What you are asked to do: Write out, word for word, the line that contains "assert!(lit.iter().all(|&(x, y)| x" and each line after it down to the last line of the data below. Include nothing more.
------------------------------------------------------------
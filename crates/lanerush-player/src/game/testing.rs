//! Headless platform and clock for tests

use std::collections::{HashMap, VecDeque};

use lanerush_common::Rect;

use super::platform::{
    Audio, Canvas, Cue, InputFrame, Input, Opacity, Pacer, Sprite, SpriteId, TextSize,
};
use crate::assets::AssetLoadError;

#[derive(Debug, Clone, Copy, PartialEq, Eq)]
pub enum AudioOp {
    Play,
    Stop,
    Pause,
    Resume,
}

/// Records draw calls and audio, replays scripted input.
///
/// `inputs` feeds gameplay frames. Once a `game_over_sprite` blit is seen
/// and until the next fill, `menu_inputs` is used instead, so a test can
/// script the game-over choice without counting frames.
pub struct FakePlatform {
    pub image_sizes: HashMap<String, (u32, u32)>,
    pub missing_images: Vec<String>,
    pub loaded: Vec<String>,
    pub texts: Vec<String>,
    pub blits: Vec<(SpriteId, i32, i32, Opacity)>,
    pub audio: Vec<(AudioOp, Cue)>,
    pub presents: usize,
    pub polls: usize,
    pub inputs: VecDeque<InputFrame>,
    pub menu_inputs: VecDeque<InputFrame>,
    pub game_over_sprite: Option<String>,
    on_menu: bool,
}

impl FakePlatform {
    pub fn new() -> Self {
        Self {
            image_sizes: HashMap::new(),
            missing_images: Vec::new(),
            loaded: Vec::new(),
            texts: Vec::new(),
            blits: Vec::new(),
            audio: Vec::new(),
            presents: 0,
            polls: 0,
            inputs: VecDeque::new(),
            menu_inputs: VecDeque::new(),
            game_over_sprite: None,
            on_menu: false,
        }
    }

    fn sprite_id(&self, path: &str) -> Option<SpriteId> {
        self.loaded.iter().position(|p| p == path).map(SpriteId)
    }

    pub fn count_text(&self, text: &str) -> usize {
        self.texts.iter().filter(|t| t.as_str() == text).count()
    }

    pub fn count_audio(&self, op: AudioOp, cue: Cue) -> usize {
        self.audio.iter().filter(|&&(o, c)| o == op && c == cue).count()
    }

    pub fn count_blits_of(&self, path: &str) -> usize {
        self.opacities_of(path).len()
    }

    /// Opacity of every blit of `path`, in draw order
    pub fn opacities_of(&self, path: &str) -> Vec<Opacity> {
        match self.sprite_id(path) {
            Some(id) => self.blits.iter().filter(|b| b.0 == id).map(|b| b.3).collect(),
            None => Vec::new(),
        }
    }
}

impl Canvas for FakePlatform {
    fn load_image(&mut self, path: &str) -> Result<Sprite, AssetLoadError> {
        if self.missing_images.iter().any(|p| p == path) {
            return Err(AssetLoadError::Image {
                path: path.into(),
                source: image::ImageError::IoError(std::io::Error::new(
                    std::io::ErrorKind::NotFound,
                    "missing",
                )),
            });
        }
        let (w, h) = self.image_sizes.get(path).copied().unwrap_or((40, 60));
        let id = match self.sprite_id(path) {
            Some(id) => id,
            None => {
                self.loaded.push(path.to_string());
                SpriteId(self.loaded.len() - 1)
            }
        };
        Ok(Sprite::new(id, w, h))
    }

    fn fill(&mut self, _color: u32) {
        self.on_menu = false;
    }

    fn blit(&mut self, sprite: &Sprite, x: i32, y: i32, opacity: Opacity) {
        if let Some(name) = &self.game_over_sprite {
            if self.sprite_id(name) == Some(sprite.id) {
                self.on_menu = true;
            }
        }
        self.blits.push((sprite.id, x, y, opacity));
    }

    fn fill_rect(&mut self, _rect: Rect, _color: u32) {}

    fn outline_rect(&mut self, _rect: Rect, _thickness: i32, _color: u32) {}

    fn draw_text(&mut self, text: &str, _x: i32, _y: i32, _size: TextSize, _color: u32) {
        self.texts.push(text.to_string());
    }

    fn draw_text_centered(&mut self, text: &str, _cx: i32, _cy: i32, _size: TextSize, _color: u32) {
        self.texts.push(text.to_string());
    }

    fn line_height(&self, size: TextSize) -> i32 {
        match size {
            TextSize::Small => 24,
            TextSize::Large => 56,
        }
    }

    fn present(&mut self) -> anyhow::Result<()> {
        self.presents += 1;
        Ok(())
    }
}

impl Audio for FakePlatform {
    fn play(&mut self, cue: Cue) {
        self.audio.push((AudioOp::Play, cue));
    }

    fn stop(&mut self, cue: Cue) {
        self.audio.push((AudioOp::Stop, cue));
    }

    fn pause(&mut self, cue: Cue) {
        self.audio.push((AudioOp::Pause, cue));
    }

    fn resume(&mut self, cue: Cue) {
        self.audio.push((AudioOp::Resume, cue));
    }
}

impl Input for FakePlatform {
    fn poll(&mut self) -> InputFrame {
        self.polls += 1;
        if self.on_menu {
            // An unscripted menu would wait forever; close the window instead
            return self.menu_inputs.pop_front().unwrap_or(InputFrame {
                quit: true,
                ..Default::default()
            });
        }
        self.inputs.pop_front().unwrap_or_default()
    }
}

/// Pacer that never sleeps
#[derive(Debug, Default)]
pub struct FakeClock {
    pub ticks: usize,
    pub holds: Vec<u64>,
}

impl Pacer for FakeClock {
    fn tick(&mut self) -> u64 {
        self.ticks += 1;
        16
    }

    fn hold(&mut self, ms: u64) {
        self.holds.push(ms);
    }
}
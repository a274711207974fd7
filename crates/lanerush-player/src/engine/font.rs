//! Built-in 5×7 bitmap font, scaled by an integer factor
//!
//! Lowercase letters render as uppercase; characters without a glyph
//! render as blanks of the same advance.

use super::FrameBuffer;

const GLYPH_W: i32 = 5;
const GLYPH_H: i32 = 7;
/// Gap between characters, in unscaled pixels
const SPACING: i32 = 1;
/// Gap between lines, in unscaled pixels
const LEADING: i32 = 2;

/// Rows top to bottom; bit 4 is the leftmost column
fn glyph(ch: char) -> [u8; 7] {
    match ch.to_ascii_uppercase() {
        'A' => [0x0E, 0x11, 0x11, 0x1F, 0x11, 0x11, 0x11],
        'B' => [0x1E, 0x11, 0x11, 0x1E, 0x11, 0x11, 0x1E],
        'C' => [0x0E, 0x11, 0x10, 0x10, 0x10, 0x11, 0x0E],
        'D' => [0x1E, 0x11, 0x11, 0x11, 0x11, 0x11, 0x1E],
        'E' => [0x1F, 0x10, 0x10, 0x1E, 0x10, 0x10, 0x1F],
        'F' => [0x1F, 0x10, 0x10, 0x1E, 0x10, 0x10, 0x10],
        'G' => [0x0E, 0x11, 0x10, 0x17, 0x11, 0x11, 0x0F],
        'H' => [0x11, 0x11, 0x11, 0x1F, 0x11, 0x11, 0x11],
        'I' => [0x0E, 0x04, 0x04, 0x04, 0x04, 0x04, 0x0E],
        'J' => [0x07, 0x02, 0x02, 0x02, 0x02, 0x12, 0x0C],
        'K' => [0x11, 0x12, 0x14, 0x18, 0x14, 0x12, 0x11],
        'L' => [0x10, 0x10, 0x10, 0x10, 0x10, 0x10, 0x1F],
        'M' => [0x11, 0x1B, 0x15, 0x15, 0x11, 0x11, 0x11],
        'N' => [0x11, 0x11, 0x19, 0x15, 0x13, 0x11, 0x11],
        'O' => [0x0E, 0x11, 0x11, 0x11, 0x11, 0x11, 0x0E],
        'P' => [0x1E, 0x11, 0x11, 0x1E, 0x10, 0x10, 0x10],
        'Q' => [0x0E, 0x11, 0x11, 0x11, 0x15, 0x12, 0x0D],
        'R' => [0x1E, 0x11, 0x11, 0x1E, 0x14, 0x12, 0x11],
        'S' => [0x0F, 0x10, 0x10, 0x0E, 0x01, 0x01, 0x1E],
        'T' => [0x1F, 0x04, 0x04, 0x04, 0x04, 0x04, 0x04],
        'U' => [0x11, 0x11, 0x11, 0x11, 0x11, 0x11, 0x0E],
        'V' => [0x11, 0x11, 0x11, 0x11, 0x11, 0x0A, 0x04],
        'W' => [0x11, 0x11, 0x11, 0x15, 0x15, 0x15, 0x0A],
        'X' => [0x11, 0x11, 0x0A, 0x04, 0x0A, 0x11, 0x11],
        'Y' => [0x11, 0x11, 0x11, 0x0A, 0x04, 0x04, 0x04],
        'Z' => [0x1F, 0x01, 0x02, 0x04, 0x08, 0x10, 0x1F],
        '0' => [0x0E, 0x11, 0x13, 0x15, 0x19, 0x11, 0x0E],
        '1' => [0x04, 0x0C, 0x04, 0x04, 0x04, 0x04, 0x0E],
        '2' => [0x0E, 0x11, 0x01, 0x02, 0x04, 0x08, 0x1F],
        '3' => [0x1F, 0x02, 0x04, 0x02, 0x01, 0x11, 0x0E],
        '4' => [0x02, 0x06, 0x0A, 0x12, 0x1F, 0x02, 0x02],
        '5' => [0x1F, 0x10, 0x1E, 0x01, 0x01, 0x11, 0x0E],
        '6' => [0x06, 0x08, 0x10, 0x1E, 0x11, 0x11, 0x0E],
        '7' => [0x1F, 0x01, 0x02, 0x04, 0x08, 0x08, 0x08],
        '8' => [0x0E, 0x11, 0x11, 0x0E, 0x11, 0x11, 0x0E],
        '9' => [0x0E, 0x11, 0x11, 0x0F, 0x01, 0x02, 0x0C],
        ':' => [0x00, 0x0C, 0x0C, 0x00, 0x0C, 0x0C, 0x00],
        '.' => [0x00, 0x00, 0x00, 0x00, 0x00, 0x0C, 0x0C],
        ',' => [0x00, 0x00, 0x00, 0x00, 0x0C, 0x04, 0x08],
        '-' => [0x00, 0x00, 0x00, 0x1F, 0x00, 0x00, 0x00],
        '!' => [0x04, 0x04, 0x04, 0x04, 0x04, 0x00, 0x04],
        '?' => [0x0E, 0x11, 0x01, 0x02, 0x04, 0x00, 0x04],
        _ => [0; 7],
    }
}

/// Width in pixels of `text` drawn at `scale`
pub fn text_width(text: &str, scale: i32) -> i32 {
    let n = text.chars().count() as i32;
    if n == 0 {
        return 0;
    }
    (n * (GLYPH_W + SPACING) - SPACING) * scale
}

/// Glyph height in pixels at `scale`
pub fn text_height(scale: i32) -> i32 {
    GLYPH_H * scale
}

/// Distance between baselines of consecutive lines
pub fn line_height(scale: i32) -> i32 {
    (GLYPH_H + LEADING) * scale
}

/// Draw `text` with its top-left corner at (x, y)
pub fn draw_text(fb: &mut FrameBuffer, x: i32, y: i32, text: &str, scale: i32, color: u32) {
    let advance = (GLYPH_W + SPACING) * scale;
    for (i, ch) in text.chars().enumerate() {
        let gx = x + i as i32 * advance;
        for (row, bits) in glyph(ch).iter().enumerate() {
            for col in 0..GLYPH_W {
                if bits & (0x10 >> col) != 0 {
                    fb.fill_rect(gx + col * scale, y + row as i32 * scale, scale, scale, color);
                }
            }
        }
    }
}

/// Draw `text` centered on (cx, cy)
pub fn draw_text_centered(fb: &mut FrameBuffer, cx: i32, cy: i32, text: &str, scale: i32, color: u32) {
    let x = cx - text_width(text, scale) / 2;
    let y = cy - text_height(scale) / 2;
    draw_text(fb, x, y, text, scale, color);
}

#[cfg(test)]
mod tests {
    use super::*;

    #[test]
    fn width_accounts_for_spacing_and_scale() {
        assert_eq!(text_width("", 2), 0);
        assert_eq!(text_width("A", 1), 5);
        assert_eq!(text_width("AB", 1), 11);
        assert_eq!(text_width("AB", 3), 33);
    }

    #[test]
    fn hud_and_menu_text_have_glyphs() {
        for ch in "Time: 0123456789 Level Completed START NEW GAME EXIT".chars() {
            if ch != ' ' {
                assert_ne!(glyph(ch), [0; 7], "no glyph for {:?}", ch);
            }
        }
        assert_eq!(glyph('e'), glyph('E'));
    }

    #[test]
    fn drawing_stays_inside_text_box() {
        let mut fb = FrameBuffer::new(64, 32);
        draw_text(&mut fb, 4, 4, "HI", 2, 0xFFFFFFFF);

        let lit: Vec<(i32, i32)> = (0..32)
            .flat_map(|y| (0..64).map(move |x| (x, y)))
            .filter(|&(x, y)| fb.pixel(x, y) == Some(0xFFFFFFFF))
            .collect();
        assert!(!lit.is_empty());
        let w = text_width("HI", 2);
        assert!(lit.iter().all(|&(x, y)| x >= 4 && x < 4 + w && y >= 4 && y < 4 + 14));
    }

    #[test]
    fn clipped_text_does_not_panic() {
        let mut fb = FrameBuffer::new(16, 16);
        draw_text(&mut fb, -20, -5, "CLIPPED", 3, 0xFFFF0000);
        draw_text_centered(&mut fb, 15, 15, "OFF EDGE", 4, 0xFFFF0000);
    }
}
------------------------------------------------------------
Task response:
        assert!(lit.iter().all(|&(x, y)| x >= 4 && x < 4 + w && y >= 4 && y < 4 + 14));
    }

    #[test]
    fn clipped_text_does_not_panic() {
        let mut fb = FrameBuffer::new(16, 16);
        draw_text(&mut fb, -20, -5, "CLIPPED", 3, 0xFFFF0000);
        draw_text_centered(&mut fb, 15, 15, "OFF EDGE", 4, 0xFFFF0000);
    }
}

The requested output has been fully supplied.